======== Stored data ========

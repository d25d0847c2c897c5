//! The files fm24-real removes.
//!
//! Paths are relative to the versioned database directory. Directory entries
//! with `delete_all` set are emptied rather than removed, so the game still
//! finds the folder it expects.

use std::ffi::OsStr;
use std::path::{Path, PathBuf};

/// One manifest target.
#[derive(Debug, Clone, Copy, PartialEq, Eq)]
pub struct TargetEntry {
    pub relative_path: &'static str,
    pub description: &'static str,
    pub is_directory: bool,
    pub delete_all: bool,
}

impl TargetEntry {
    const fn file(relative_path: &'static str, description: &'static str) -> Self {
        Self {
            relative_path,
            description,
            is_directory: false,
            delete_all: false,
        }
    }

    const fn directory_contents(relative_path: &'static str, description: &'static str) -> Self {
        Self {
            relative_path,
            description,
            is_directory: true,
            delete_all: true,
        }
    }

    /// Entries whose children are removed one by one.
    pub fn clears_contents(&self) -> bool {
        self.is_directory && self.delete_all
    }

    pub fn full_path(&self, base: &Path) -> PathBuf {
        base.join(self.relative_path)
    }
}

/// Licensing files below `<db>/<version>`.
pub const DEFAULT_MANIFEST: [TargetEntry; 10] = [
    TargetEntry::directory_contents("lnc/all", "lnc/all (all files)"),
    TargetEntry::directory_contents("lnc/greek", "lnc/greek (all files)"),
    TargetEntry::file("edt/permanent/fake.edt", "fake.edt"),
    TargetEntry::file("dbc/permanent/brazil_kits.dbc", "brazil_kits.dbc"),
    TargetEntry::file("dbc/permanent/forbidden names.dbc", "forbidden names.dbc"),
    TargetEntry::file("dbc/permanent/license.dbc", "license.dbc"),
    TargetEntry::file("dbc/permanent/j league non player.dbc", "j league non player.dbc"),
    TargetEntry::file(
        "dbc/permanent/1_japan_removed_clubs.dbc",
        "1_japan_removed_clubs.dbc",
    ),
    TargetEntry::file("language/Licensing2.dbc", "Licensing2.dbc"),
    TargetEntry::file("language/Licensing2_chn.dbc", "Licensing2_chn.dbc"),
];

/// Files in one directory selected by name prefix.
#[derive(Debug, Clone, PartialEq, Eq)]
pub struct PatternScan {
    pub directory: PathBuf,
    pub prefix: String,
    pub description: String,
}

impl Default for PatternScan {
    /// Japan-related club and name files in `dbc/permanent`.
    fn default() -> Self {
        Self {
            directory: PathBuf::from("dbc/permanent"),
            prefix: "japan".to_string(),
            description: "Japan-related files".to_string(),
        }
    }
}

impl PatternScan {
    /// Regular files in `base/<directory>` whose names start with the prefix,
    /// sorted by name. A missing directory yields no matches.
    pub fn find_matches(&self, base: &Path) -> std::io::Result<Vec<PathBuf>> {
        let dir = base.join(&self.directory);
        if !dir.is_dir() {
            return Ok(Vec::new());
        }

        let mut matches = Vec::new();
        for entry in std::fs::read_dir(&dir)? {
            let entry = entry?;
            if entry.file_type()?.is_dir() {
                continue;
            }
            if has_prefix(&entry.file_name(), &self.prefix) {
                matches.push(entry.path());
            }
        }
        matches.sort();

        Ok(matches)
    }
}

/// Case-sensitive byte prefix test on a file name.
pub fn has_prefix(name: &OsStr, prefix: &str) -> bool {
    name.as_encoded_bytes().starts_with(prefix.as_bytes())
}
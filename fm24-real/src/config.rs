//! Configuration management for fm24-real.
//!
//! Loads configuration from a TOML file. A missing file means defaults.

use crate::utils::errors::{Result, ToolError};
use directories::BaseDirs;
use serde::{Deserialize, Serialize};
use std::path::{Path, PathBuf};

/// Database directory below a Football Manager 2024 install root.
pub const FM_DB_SUFFIX: &str = "data/database/db";

/// Name of the backup folder created in the user's home directory.
const DEFAULT_BACKUP_DIR_NAME: &str = "FM24_Backup";

#[derive(Debug, Clone, PartialEq, Serialize, Deserialize)]
pub struct Config {
    /// Candidate database directories, checked in order
    #[serde(default)]
    pub install_paths: Vec<InstallPath>,

    #[serde(default)]
    pub backup: BackupConfig,

    #[serde(default)]
    pub log: LogConfig,
}

/// One place the game may be installed.
#[derive(Debug, Clone, PartialEq, Eq, Serialize, Deserialize)]
pub struct InstallPath {
    /// Short identifier, e.g. `windows-steam`
    pub name: String,

    /// Path of the `data/database/db` directory
    pub path: PathBuf,

    /// Platform tag (`windows`, `macos`, `linux`; `darwin` is accepted)
    pub platform: String,

    #[serde(default, skip_serializing_if = "String::is_empty")]
    pub description: String,
}

#[derive(Debug, Clone, PartialEq, Eq, Serialize, Deserialize)]
pub struct BackupConfig {
    /// Backups must stay enabled for apply/update to run
    #[serde(default = "default_backup_enabled")]
    pub enabled: bool,

    /// Root under which one timestamped folder per run is created
    #[serde(default, skip_serializing_if = "Option::is_none")]
    pub directory: Option<PathBuf>,
}

#[derive(Debug, Clone, PartialEq, Eq, Serialize, Deserialize)]
pub struct LogConfig {
    /// Log level (trace, debug, info, warn, error)
    #[serde(default = "default_log_level")]
    pub level: String,
}

impl Default for BackupConfig {
    fn default() -> Self {
        Self {
            enabled: default_backup_enabled(),
            directory: None,
        }
    }
}

impl Default for LogConfig {
    fn default() -> Self {
        Self {
            level: default_log_level(),
        }
    }
}

// Default values
fn default_backup_enabled() -> bool {
    true
}

fn default_log_level() -> String {
    "warn".to_string()
}

/// The current user's home directory, or `.` when the platform reports none.
pub fn home_dir() -> PathBuf {
    BaseDirs::new()
        .map(|dirs| dirs.home_dir().to_path_buf())
        .unwrap_or_else(|| PathBuf::from("."))
}

/// `~/.config/fm24-real/config.toml`
pub fn default_config_path() -> PathBuf {
    default_config_path_in(&home_dir())
}

fn default_config_path_in(home: &Path) -> PathBuf {
    home.join(".config").join("fm24-real").join("config.toml")
}

impl Config {
    /// Load configuration from a TOML file
    pub fn from_file(path: &Path) -> Result<Self> {
        let content = std::fs::read_to_string(path).map_err(|e| {
            ToolError::Config(format!("failed to read {}: {}", path.display(), e))
        })?;
        let config: Config = toml::from_str(&content)?;
        Ok(config)
    }

    /// Load `path` if it exists, otherwise fall back to the defaults.
    pub fn load_or_default(path: &Path) -> Result<Self> {
        if !path.exists() {
            tracing::debug!("No config at {}, using defaults", path.display());
            return Ok(Self::default());
        }
        Self::from_file(path)
    }

    /// Write the configuration as TOML, creating parent directories.
    pub fn save(&self, path: &Path) -> Result<()> {
        let content = toml::to_string_pretty(self)?;
        if let Some(parent) = path.parent() {
            std::fs::create_dir_all(parent)?;
        }
        std::fs::write(path, content)?;
        tracing::info!("Wrote config to {}", path.display());
        Ok(())
    }

    /// Backup root, defaulting to `~/FM24_Backup` when unset or empty.
    pub fn backup_root(&self) -> PathBuf {
        match &self.backup.directory {
            Some(dir) if !dir.as_os_str().is_empty() => dir.clone(),
            _ => home_dir().join(DEFAULT_BACKUP_DIR_NAME),
        }
    }

    /// Default configuration for the given home directory.
    pub fn for_home(home: &Path) -> Self {
        let mac_support = home.join("Library/Application Support");

        Config {
            install_paths: vec![
                InstallPath {
                    name: "windows-steam".to_string(),
                    path: PathBuf::from(
                        r"C:\Program Files (x86)\Steam\steamapps\common\Football Manager 2024\data\database\db",
                    ),
                    platform: "windows".to_string(),
                    description: "Windows Steam".to_string(),
                },
                InstallPath {
                    name: "windows-epic".to_string(),
                    path: PathBuf::from(
                        r"C:\Program Files\Epic Games\Football Manager 2024\data\database\db",
                    ),
                    platform: "windows".to_string(),
                    description: "Windows Epic Games".to_string(),
                },
                InstallPath {
                    name: "macos-steam".to_string(),
                    path: mac_support
                        .join("Steam/steamapps/common/Football Manager 2024")
                        .join(FM_DB_SUFFIX),
                    platform: "macos".to_string(),
                    description: "macOS Steam".to_string(),
                },
                InstallPath {
                    name: "macos-appstore".to_string(),
                    path: mac_support
                        .join("Sports Interactive/Football Manager 2024")
                        .join(FM_DB_SUFFIX),
                    platform: "macos".to_string(),
                    description: "macOS App Store".to_string(),
                },
            ],
            backup: BackupConfig {
                enabled: true,
                directory: Some(home.join(DEFAULT_BACKUP_DIR_NAME)),
            },
            log: LogConfig::default(),
        }
    }
}

impl Default for Config {
    fn default() -> Self {
        Self::for_home(&home_dir())
    }
}
//! dune-cluster: wallet clustering over Dune execution exports
//!
//! This is the main entrypoint that orchestrates loading, clustering,
//! reporting and the spreadsheet export.

use anyhow::{Context, Result};
use clap::Parser;
use dune_cluster::{
    export, load_and_process_data, print_cluster_statistics, select_large_clusters, Args,
    PipelineConfig,
};
use std::time::Instant;
use tracing_subscriber::EnvFilter;

fn main() -> Result<()> {
    // Parse command-line arguments
    let args = Args::parse();
    init_tracing(args.verbose);

    let config = args.to_config();

    if args.verbose {
        println!("dune-cluster - wallet clustering for Dune exports");
        println!("=================================================\n");
    }

    run_pipeline(&config, args.summary_only, args.verbose)
}

/// `RUST_LOG` wins over the verbose flag when set
fn init_tracing(verbose: bool) {
    let default_level = if verbose { "debug" } else { "warn" };
    let filter =
        EnvFilter::try_from_default_env().unwrap_or_else(|_| EnvFilter::new(default_level));

    tracing_subscriber::fmt()
        .with_env_filter(filter)
        .with_target(false)
        .init();
}

/// Run the load, filter and export steps
fn run_pipeline(config: &PipelineConfig, summary_only: bool, verbose: bool) -> Result<()> {
    println!("=== Wallet Clustering Pipeline ===\n");

    let start_time = Instant::now();

    // Step 1: Load and cluster records
    if verbose {
        println!("Step 1: Loading and clustering records");
        println!("  Input file: {}", config.input_path.display());
    }

    let load_start = Instant::now();
    let table = load_and_process_data(&config.input_path).with_context(|| {
        format!(
            "failed to load records from {}",
            config.input_path.display()
        )
    })?;

    println!(
        "✓ Data loaded: {} records in {} clusters",
        table.len(),
        table.cluster_count()
    );
    if verbose {
        println!(
            "  Processing time: {:.2}s",
            load_start.elapsed().as_secs_f64()
        );
    }

    // Step 2: Keep the large clusters
    if verbose {
        println!("\nStep 2: Filtering clusters");
        println!("  Threshold: more than {} wallets", config.threshold);
    }

    let blocks = select_large_clusters(&table, config.threshold)
        .context("failed to count wallets per cluster")?;
    println!("✓ {} clusters above threshold", blocks.len());

    print_cluster_statistics(&table, &blocks, config.threshold)
        .context("failed to print cluster statistics")?;

    // Step 3: Write the workbook
    if summary_only {
        println!("\nSummary only, no workbook written");
    } else {
        if verbose {
            println!("\nStep 3: Writing workbook");
            println!("  Output file: {}", config.output_path.display());
        }

        let summary = export::export_blocks(&blocks, config).with_context(|| {
            format!(
                "failed to export clusters to {}",
                config.output_path.display()
            )
        })?;

        println!(
            "\n✓ Exported {} wallets in {} clusters",
            summary.wallet_rows, summary.clusters
        );
        println!("Workbook saved to: {}", summary.path.display());
    }

    let total_time = start_time.elapsed();
    println!("\n=== Pipeline Complete ===");
    println!("Total processing time: {:.2}s", total_time.as_secs_f64());

    Ok(())
}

========

• What is expected: Within the data, count the lines that hold the word "display". Answer with the figure and nothing more.

• Answer to this exercise: 8